## Problem description
Here is the task for the records below: repeat exactly the lines from the one with "parser and renderer." to the one with "mod expand;", both included, and nothing else.
──────── Task data ────────
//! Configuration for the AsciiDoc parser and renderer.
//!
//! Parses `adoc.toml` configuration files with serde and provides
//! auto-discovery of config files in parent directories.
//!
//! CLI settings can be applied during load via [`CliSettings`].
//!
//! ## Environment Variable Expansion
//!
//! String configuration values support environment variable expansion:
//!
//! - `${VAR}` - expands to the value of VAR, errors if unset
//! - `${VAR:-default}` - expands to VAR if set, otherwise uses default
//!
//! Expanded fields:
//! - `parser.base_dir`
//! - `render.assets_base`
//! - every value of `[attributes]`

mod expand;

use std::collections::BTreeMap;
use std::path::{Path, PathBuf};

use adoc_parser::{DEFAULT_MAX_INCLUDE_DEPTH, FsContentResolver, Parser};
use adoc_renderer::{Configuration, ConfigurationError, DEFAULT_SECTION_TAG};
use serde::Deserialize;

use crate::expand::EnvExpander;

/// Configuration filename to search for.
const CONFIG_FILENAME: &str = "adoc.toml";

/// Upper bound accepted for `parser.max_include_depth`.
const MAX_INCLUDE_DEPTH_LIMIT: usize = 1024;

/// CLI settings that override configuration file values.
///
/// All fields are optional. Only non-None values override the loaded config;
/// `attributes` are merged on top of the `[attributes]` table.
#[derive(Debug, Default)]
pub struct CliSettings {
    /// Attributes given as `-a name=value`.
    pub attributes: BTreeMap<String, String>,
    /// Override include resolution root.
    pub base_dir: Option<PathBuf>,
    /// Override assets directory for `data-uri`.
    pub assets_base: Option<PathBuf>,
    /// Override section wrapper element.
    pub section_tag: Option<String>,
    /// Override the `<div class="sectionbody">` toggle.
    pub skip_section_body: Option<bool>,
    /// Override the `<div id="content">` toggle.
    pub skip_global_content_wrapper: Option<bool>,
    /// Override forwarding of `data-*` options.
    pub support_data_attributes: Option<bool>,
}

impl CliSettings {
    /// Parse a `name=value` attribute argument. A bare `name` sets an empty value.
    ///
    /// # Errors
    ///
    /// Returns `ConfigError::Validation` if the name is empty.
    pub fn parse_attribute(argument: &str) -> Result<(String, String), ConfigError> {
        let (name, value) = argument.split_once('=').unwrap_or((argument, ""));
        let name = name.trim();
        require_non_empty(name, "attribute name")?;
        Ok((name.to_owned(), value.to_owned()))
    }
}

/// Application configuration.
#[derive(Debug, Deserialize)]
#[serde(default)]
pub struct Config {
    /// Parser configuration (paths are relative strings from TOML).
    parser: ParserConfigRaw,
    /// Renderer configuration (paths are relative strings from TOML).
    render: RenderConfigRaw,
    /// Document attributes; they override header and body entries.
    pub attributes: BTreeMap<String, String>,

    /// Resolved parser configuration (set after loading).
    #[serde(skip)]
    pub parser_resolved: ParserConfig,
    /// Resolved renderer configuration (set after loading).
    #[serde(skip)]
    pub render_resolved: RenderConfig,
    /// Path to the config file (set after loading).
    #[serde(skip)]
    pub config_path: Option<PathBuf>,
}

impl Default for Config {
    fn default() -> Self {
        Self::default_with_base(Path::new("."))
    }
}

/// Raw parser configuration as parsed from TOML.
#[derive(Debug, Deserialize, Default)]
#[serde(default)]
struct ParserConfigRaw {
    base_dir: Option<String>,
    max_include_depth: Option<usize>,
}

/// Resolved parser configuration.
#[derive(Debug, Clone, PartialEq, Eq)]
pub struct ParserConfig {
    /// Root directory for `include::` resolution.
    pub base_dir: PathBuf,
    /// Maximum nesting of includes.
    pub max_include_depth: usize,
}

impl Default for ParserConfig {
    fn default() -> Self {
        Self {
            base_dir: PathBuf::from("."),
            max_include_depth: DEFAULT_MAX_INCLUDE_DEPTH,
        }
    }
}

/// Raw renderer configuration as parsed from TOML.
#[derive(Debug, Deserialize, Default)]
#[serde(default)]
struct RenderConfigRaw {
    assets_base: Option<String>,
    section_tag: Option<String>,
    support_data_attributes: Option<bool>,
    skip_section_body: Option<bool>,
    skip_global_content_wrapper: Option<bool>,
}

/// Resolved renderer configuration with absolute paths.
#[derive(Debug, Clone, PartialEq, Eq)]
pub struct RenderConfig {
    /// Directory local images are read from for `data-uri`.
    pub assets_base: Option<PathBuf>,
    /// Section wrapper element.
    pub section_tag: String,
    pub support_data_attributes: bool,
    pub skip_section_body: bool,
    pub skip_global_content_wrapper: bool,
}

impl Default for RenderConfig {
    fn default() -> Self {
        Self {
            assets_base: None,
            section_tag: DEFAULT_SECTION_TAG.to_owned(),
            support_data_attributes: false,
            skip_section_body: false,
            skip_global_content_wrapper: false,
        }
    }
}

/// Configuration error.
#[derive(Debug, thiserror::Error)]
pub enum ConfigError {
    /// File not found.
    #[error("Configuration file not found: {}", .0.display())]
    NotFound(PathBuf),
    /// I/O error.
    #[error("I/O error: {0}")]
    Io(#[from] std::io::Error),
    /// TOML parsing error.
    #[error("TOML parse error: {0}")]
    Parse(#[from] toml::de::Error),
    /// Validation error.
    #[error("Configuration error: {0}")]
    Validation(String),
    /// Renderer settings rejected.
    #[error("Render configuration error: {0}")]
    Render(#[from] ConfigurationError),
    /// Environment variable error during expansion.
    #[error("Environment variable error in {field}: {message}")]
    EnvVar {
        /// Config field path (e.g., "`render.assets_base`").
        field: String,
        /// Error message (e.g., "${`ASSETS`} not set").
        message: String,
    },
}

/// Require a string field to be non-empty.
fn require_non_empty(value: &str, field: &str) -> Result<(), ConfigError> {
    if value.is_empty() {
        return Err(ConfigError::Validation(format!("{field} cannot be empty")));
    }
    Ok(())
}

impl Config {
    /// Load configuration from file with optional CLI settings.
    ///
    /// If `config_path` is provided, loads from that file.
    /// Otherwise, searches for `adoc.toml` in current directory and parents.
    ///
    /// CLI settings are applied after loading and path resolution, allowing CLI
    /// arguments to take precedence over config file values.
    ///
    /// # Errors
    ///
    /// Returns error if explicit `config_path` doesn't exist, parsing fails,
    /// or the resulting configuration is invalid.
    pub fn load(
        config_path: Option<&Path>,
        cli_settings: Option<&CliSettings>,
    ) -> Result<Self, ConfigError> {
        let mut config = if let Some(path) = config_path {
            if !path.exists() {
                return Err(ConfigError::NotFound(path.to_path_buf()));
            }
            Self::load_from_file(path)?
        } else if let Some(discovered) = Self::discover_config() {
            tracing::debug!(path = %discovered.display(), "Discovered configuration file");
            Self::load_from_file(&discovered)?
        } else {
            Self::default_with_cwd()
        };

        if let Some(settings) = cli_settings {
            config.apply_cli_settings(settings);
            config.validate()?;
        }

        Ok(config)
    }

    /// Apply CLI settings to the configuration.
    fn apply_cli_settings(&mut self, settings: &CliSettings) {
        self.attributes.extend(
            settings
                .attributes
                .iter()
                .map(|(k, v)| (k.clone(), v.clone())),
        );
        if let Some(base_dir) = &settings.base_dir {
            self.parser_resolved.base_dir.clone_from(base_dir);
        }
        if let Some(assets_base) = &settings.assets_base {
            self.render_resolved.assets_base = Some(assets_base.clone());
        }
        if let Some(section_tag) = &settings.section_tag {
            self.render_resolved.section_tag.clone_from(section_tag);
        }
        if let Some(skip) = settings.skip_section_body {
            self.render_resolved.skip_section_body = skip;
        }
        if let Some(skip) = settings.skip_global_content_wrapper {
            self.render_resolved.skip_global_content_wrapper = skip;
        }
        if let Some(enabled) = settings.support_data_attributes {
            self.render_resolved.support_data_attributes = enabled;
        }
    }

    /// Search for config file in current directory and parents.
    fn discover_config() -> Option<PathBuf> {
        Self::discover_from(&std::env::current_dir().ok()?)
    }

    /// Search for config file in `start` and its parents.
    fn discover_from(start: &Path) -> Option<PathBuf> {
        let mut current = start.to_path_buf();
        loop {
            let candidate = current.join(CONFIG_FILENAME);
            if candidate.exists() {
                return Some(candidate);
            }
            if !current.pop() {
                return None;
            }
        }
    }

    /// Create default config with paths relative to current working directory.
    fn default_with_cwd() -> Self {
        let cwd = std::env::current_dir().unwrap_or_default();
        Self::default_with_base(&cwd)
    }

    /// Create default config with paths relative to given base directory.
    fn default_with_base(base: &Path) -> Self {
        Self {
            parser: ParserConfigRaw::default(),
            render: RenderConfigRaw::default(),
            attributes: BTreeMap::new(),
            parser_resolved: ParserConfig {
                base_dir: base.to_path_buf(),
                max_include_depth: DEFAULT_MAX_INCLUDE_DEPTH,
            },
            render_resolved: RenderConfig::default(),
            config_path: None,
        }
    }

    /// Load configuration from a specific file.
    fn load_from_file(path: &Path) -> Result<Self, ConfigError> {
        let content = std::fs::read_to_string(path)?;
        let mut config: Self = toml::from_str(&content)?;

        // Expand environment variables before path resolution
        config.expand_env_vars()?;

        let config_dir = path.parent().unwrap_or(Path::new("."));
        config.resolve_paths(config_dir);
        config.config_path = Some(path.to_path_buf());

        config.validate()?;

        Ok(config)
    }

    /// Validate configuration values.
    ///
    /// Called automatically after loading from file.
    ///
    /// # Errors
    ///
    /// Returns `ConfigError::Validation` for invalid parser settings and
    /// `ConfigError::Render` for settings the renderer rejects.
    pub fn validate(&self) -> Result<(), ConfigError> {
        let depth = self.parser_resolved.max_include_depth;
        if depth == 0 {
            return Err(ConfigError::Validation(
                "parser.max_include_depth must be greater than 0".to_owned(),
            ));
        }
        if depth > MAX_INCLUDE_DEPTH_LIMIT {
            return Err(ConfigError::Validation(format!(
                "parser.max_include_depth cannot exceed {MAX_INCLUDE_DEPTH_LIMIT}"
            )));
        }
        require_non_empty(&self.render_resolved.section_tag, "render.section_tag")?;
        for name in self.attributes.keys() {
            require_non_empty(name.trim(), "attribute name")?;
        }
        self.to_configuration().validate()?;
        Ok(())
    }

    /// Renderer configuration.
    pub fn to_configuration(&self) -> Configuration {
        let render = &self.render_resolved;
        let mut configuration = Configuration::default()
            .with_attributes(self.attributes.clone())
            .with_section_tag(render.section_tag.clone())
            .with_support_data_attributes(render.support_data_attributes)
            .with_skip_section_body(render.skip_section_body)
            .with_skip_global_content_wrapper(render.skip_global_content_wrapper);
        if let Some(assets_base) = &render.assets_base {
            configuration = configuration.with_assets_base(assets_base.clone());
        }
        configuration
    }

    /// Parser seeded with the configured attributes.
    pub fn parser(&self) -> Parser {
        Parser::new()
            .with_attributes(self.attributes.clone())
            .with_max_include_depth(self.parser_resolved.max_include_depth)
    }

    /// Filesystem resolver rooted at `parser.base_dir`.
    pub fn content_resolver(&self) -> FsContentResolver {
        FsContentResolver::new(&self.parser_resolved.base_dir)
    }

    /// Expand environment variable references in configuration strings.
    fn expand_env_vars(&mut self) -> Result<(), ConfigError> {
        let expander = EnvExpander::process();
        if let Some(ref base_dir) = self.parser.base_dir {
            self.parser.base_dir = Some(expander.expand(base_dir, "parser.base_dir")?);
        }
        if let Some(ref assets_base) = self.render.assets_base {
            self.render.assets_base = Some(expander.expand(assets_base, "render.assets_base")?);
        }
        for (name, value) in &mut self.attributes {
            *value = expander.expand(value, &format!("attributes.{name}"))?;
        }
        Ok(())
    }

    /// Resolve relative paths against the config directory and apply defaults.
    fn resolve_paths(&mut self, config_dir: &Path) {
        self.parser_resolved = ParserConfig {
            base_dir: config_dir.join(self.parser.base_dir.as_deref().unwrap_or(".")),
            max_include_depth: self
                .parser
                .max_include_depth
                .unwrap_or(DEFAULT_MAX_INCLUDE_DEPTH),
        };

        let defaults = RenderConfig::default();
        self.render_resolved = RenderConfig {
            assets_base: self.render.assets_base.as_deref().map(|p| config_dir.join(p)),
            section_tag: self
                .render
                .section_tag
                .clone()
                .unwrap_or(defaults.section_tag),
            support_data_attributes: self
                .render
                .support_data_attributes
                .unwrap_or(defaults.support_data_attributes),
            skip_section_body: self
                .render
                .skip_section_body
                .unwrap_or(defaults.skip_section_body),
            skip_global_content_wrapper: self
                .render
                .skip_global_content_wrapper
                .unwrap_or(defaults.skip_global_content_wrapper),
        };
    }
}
────────
──────── Task data ────────
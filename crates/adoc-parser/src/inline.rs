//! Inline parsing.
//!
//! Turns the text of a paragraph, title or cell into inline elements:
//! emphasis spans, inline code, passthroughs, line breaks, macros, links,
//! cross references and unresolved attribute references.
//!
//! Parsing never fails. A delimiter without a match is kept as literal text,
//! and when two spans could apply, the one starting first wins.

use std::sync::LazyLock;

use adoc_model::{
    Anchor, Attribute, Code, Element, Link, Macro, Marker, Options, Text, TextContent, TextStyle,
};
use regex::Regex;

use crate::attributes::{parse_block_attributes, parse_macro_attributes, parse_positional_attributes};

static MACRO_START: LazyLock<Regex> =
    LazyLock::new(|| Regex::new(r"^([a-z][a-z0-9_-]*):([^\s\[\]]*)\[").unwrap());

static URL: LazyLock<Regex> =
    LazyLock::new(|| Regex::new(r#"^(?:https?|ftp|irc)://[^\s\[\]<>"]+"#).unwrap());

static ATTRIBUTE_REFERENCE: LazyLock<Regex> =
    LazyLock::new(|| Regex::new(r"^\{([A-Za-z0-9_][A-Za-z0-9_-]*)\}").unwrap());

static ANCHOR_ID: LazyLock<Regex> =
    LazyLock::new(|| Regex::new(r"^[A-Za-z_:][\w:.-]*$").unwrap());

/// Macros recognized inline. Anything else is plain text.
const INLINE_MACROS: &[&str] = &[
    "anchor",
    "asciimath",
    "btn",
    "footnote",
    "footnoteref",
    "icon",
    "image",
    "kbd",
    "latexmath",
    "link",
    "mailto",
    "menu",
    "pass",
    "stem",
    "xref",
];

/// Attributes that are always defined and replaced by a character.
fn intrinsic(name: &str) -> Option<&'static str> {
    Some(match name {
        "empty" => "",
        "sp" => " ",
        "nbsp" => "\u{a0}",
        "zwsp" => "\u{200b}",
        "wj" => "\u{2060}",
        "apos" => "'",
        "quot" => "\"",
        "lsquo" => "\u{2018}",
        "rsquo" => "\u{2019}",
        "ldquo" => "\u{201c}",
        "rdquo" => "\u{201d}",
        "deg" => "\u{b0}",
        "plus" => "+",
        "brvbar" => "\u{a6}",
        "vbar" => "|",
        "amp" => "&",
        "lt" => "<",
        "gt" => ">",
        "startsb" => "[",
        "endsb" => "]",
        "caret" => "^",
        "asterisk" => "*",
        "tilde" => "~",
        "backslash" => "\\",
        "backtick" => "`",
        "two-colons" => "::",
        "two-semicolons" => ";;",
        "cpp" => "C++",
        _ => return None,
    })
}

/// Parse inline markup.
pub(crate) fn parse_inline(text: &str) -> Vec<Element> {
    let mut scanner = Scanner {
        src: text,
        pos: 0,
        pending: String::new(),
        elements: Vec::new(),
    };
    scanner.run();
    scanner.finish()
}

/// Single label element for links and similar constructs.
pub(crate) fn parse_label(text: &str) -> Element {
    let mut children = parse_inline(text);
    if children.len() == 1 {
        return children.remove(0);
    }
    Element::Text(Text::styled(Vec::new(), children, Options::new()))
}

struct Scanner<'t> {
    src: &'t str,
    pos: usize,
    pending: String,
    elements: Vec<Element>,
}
────────
──────── Task data ────────
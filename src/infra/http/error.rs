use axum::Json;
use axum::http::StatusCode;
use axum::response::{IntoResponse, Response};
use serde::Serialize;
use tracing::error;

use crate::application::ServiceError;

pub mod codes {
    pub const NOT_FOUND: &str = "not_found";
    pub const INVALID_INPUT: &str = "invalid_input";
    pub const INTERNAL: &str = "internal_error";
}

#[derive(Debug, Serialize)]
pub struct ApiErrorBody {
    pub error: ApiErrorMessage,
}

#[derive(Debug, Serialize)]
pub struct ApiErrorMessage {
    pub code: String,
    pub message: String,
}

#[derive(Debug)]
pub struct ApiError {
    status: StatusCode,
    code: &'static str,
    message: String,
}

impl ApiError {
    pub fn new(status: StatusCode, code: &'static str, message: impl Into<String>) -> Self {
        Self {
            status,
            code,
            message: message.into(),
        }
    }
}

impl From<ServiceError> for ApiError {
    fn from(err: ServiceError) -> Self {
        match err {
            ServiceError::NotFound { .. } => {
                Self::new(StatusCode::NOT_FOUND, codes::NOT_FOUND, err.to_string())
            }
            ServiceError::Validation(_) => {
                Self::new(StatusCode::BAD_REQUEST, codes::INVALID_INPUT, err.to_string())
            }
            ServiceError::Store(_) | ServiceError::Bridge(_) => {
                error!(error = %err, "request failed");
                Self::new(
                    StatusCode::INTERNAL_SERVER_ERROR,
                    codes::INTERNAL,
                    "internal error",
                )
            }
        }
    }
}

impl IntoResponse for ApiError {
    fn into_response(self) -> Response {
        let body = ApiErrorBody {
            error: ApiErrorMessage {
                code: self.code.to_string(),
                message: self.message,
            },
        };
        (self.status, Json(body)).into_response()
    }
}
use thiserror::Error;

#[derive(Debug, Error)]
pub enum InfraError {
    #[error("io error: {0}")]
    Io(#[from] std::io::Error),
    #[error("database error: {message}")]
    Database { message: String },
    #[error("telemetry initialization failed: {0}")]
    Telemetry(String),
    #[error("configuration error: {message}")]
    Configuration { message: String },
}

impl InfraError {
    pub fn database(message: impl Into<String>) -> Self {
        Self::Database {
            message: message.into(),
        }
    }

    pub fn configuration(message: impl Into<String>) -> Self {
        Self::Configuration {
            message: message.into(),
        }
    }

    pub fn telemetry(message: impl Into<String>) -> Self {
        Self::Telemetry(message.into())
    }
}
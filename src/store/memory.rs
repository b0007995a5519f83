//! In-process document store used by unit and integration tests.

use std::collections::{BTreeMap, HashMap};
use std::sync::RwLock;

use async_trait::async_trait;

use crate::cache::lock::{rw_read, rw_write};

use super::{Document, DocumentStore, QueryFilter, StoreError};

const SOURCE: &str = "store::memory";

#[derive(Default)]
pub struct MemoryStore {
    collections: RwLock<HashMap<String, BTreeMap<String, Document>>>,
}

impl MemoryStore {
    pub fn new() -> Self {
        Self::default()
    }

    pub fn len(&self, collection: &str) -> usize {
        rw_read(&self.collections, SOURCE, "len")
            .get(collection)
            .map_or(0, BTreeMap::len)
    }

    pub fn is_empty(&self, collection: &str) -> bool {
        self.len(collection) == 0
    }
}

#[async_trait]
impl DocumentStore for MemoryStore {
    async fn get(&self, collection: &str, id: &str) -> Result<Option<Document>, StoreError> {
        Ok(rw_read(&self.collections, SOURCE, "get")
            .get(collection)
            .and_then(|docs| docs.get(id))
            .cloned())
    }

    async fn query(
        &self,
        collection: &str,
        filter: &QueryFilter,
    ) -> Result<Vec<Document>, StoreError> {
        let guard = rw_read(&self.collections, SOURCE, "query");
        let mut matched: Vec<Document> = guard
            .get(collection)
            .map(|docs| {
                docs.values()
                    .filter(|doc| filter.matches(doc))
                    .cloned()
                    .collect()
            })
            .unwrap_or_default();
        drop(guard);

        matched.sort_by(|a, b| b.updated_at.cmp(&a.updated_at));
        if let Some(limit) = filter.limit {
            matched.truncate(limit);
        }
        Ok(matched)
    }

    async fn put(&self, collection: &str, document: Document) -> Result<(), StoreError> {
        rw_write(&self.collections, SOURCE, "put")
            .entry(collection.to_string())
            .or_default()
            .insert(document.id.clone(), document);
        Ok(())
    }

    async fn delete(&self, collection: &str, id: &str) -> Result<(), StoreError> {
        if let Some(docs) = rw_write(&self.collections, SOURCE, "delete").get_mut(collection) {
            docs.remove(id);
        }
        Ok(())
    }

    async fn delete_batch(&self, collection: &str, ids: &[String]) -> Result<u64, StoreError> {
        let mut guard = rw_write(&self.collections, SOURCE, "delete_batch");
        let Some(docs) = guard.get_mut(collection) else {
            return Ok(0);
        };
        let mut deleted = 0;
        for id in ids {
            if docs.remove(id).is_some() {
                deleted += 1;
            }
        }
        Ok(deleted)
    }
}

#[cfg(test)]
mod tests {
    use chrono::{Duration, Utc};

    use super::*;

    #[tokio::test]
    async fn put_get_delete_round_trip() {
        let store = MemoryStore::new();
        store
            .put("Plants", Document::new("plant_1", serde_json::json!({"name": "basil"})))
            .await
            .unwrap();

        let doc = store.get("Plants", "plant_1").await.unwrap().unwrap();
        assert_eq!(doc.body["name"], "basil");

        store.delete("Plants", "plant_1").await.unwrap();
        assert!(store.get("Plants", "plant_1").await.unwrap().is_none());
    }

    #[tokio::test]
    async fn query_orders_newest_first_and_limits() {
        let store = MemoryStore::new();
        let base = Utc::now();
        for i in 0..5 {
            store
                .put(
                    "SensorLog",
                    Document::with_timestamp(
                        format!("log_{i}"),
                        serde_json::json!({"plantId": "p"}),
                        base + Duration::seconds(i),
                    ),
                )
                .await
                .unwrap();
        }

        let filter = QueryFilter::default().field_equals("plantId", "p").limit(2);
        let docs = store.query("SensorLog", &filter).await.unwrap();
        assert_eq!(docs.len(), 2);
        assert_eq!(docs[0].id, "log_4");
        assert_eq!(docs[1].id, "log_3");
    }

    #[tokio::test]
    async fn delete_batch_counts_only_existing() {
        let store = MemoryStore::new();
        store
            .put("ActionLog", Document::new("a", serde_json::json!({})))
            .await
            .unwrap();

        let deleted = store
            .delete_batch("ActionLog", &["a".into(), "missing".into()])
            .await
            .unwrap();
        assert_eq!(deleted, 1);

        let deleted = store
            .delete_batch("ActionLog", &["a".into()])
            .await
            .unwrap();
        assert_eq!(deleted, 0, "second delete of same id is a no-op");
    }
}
────────
## Answer for this exercise
//! Configuration for the AsciiDoc parser and renderer.
//!
//! Parses `adoc.toml` configuration files with serde and provides
//! auto-discovery of config files in parent directories.
//!
//! CLI settings can be applied during load via [`CliSettings`].
//!
//! ## Environment Variable Expansion
//!
//! String configuration values support environment variable expansion:
//!
//! - `${VAR}` - expands to the value of VAR, errors if unset
//! - `${VAR:-default}` - expands to VAR if set, otherwise uses default
//!
//! Expanded fields:
//! - `parser.base_dir`
//! - `render.assets_base`
//! - every value of `[attributes]`

mod expand;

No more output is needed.